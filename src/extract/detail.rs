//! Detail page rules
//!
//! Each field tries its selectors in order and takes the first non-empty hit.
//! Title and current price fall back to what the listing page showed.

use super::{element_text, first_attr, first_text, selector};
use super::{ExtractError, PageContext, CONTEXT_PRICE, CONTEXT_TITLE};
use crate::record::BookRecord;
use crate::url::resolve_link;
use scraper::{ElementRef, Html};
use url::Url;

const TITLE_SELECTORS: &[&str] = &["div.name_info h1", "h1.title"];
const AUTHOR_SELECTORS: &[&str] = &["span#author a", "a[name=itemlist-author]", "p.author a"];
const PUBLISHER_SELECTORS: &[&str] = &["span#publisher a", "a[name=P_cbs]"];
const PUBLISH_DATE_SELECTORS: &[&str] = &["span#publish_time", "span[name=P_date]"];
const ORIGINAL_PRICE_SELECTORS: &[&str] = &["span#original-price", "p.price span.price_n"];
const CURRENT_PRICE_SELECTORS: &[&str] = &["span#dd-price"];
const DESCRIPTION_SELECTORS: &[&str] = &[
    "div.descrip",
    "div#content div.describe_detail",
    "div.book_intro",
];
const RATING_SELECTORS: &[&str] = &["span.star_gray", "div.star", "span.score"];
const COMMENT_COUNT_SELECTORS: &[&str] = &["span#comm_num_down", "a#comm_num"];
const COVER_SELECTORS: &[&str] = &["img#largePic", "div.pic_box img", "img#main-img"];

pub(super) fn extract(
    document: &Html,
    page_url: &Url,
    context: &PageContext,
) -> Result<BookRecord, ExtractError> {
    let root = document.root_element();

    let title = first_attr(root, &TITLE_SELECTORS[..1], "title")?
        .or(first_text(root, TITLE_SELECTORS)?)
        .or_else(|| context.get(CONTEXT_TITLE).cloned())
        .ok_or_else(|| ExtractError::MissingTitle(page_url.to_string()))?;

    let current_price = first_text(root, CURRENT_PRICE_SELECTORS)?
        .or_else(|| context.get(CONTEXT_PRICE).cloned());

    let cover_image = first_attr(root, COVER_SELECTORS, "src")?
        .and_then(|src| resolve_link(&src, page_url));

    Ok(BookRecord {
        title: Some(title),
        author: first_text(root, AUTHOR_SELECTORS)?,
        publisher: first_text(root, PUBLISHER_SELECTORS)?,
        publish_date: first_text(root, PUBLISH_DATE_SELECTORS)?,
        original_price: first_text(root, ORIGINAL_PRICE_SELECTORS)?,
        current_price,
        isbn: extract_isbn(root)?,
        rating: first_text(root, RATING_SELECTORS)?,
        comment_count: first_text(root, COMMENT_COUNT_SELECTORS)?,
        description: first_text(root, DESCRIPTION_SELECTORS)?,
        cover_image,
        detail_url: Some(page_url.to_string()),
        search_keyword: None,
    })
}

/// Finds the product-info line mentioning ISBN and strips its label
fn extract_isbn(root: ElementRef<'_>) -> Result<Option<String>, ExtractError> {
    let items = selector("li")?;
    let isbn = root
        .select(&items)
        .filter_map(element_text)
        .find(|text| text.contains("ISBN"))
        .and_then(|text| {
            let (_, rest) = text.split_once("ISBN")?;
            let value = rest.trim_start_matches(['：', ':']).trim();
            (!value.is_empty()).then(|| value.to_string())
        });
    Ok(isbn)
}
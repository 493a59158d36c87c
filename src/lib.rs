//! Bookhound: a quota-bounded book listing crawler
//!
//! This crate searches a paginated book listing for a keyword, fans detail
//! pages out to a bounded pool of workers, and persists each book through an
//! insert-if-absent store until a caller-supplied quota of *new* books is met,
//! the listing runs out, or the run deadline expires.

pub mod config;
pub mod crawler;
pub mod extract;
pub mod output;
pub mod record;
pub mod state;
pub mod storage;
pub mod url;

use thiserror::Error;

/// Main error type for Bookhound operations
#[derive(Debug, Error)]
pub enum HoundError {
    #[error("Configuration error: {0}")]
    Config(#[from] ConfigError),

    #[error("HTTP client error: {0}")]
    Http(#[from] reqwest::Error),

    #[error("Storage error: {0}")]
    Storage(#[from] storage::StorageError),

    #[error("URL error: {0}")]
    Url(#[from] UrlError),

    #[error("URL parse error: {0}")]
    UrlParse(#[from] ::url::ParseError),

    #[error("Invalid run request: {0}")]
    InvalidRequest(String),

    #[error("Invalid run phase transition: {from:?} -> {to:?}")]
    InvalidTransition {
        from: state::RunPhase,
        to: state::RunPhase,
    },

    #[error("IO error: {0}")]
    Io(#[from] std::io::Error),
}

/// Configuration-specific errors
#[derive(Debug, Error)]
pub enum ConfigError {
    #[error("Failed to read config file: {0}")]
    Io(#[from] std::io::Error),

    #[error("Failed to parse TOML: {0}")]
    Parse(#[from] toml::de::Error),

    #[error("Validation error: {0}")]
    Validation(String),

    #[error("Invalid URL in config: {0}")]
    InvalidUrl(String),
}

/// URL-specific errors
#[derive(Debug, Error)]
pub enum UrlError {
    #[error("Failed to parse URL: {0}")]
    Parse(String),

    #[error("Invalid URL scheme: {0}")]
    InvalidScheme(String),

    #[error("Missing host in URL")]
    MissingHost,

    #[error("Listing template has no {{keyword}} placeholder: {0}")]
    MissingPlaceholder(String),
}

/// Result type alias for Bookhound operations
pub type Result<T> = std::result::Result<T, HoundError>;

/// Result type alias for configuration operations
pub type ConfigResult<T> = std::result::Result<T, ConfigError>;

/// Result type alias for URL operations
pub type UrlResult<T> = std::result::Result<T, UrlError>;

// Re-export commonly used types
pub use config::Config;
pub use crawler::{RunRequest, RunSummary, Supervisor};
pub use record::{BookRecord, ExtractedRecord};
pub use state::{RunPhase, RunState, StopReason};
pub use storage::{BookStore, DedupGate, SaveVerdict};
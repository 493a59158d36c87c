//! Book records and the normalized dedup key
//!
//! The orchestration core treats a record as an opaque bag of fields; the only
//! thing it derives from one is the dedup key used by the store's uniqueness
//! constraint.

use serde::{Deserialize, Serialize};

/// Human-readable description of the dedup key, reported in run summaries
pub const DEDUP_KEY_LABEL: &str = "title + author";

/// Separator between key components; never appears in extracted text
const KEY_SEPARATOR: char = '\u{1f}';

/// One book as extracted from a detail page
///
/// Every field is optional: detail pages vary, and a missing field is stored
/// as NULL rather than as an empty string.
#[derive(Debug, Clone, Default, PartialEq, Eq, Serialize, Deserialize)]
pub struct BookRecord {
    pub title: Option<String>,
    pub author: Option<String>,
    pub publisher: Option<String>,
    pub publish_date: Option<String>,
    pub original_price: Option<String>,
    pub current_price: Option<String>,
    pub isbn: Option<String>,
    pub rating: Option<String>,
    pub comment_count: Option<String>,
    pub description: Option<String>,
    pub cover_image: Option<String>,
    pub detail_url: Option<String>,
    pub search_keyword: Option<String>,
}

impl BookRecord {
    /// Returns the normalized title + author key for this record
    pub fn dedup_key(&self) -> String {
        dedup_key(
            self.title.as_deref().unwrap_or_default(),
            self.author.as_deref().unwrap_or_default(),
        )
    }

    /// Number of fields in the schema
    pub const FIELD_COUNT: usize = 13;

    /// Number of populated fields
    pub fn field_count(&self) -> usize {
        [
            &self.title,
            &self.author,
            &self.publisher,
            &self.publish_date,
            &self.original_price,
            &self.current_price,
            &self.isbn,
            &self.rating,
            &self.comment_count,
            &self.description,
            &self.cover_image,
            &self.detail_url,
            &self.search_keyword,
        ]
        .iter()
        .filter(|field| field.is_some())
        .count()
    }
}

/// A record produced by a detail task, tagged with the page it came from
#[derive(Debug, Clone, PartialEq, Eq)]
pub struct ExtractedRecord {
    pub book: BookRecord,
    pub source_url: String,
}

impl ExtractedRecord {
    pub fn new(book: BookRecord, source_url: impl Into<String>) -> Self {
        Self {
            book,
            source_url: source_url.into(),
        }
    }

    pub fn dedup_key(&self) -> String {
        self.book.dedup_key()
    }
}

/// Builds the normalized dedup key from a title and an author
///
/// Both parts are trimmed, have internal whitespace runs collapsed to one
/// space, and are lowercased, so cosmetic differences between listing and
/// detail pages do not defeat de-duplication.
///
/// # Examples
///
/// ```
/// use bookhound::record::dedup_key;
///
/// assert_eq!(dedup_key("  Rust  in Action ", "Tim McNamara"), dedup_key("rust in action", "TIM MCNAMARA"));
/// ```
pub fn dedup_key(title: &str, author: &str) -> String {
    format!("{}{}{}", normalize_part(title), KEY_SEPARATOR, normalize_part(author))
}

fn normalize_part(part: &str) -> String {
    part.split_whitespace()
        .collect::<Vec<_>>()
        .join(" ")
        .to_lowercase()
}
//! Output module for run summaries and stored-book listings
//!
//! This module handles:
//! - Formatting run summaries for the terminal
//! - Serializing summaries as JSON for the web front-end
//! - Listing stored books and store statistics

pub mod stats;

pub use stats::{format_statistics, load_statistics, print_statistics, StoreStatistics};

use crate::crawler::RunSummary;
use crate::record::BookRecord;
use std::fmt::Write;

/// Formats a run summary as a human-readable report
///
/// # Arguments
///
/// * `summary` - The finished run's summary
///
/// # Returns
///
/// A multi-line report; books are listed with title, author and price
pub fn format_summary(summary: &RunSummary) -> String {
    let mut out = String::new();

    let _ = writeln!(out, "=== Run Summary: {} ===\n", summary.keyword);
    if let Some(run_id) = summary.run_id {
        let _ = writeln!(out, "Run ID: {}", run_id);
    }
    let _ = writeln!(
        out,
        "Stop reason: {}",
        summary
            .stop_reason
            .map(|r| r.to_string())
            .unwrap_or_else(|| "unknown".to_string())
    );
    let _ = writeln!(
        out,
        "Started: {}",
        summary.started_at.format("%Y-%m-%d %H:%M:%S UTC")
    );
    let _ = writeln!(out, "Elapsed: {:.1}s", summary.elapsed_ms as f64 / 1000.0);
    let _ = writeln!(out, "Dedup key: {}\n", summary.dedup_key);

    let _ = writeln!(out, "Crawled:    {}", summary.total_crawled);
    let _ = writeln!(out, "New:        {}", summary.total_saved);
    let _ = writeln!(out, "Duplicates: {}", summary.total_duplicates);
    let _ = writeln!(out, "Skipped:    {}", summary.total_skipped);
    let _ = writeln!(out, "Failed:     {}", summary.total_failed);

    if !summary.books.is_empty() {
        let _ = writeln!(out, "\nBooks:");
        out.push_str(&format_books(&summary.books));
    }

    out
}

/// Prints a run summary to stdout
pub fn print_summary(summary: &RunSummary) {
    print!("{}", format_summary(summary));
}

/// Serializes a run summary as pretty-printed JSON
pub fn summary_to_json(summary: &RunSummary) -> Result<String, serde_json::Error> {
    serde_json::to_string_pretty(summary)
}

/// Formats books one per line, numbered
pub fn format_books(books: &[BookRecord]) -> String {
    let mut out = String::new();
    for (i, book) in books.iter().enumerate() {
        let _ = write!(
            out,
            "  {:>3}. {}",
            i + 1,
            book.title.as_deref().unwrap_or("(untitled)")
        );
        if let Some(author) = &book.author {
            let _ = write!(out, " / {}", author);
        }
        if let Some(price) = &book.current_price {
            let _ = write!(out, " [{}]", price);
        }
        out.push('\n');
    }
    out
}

_Aim of the task:_ Look through the material above for the string "impl" and copy each line that has it.

_Response area:_
impl BookRecord {
impl ExtractedRecord {
    pub fn new(book: BookRecord, source_url: impl Into<String>) -> Self {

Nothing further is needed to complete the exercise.